Edge AI-Based Real-Time Exercise Form Detection System (Push-ups + Squats)
Team: Anjesh (MTech CSA, IISc Bangalore) · Ashish Nambiar (MTech CSA, IISc Bangalore) · Garima Papnai (MTech AI, IISc Bangalore) · Shubham Bijalwan (MTech Smart Manufacturing, IISc Bangalore)
Code: GitHub Repository
1. Problem Statement, Motivation & Objectives
Fitness form mistakes during push-ups and squats are a leading cause of workout-related injuries and reduced training effectiveness. Real-time feedback typically requires gym trainers or expensive cloud-connected systems — neither of which is practical for everyday home use. The goal of this project is to build a low-cost, portable, fully offline solution that runs entirely on an embedded device.
This project develops a real-time, on-device exercise form detection system using Edge AI on the Arduino Nicla Vision. Two lightweight MobileNetV1 models — one for push-ups and one for squats — are trained via transfer learning, quantized to INT8, and deployed directly on the microcontroller. Classification results are served through an on-device web dashboard accessible from any phone on the local network.
Why Edge AI?
- Real-time inference with minimal latency (42–53 ms per frame on-device)

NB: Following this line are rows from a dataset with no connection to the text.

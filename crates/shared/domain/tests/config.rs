use serde_json::json;
use tport_domain::config::{ApiConfig, AuthConfig, DatabaseConfig, MailerSendConfig, ServerConfig};
use tport_domain::recipients::RecipientSet;

#[test]
fn defaults_match_the_service_contract() {
    let server = ServerConfig::default();
    assert_eq!(server.port, 3009);
    assert!(server.ssl.is_none());

    let db = DatabaseConfig::default();
    assert_eq!(db.url, "mem://");
    assert_eq!(db.namespace, "tport");
    assert!(db.credentials.is_none());

    let auth = AuthConfig::default();
    assert_eq!(auth.admin_username, "Transportify-admin");
    assert!(auth.admin_password.is_empty());
    assert_eq!(auth.token_ttl_seconds, 86_400);

    let mailersend = MailerSendConfig::default();
    assert_eq!(mailersend.endpoint, "https://api.mailersend.com/v1/email");
    assert_eq!(mailersend.from_name, "Transportify");

    let config = ApiConfig::default();
    assert_eq!(config.security.rate_limit.max_requests, 100);
    assert_eq!(config.security.rate_limit.window_seconds, 900);
    assert_eq!(config.notifications.notify, RecipientSet::RECEIVER);
    assert_eq!(config.notifications.queue_capacity, 256);
    assert!(config.mail.smtp.is_none());
}

#[test]
fn partial_documents_fill_in_defaults() {
    let raw = json!({
        "server": { "address": "127.0.0.1", "port": 8080 },
        "security": { "auth": { "admin_password": "s3cret", "cookie_secure": true } },
        "mail": { "smtp": { "host": "smtp.example.com", "username": "u", "password": "p" } },
        "tracking": { "base_url": "https://track.example.com/t" },
        "notifications": { "notify": ["receiver", "sender"] }
    });

    let config: ApiConfig = serde_json::from_value(raw).expect("config deserialize");
    assert_eq!(config.server.port, 8080);
    assert_eq!(config.security.auth.admin_password, "s3cret");
    assert_eq!(config.security.auth.admin_username, "Transportify-admin");
    assert!(config.security.auth.cookie_secure);
    assert_eq!(config.database.database, "core");

    let smtp = config.mail.smtp.as_ref().expect("smtp section");
    assert_eq!(smtp.port, 587);
    assert!(smtp.is_complete());
    assert_eq!(config.tracking.base_url, "https://track.example.com/t");
    assert_eq!(config.notifications.notify, RecipientSet::ALL);
}

#[test]
fn deref_mut_copies_on_write() {
    let original = ApiConfig::default();
    let mut changed = original.clone();
    changed.server.port = 9000;

    assert_eq!(original.server.port, 3009);
    assert_eq!(changed.server.port, 9000);
}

- Privacy-preserving: no video or image data leaves the device
- No internet dependency — fully offline operation
- Low-cost and portable: runs on a ₹5000-range embedded board
Key Objectives:
- Collect and label a custom image dataset for push-up and squat form classification
- Train lightweight MobileNetV1-based models using transfer learning via Edge Impulse
- Apply INT8 quantization to optimize models for constrained hardware
- Deploy models on Arduino Nicla Vision (STM32H747) using the EON Compiler
- Build an on-device web dashboard for live feedback with model switching
2. Proposed Solution
The system implements a complete Edge AI pipeline — from image capture to on-device classification and live feedback:
Camera Capture → Resize 96×96 → RGB565 → EI Format (float buffer)
↓
Model Selection (Squat / Pushup)
↓
Run Inference (INT8 Model)
↓
Prediction Output (Label + Confidence)
↓
┌──────────────────────────────────────────────┐
↓ ↓
Downsample 80×60 (Streaming) On-device Web Server
↓
Web Dashboard (Live Feed + Scores)
The Arduino Nicla Vision captures frames, converts them to the Edge Impulse float buffer format, and runs inference locally using the selected INT8 model. A dual-model system allows switching between push-up and squat classifiers via the web dashboard. Results — label and confidence scores — are streamed to a phone browser in real time over the local network.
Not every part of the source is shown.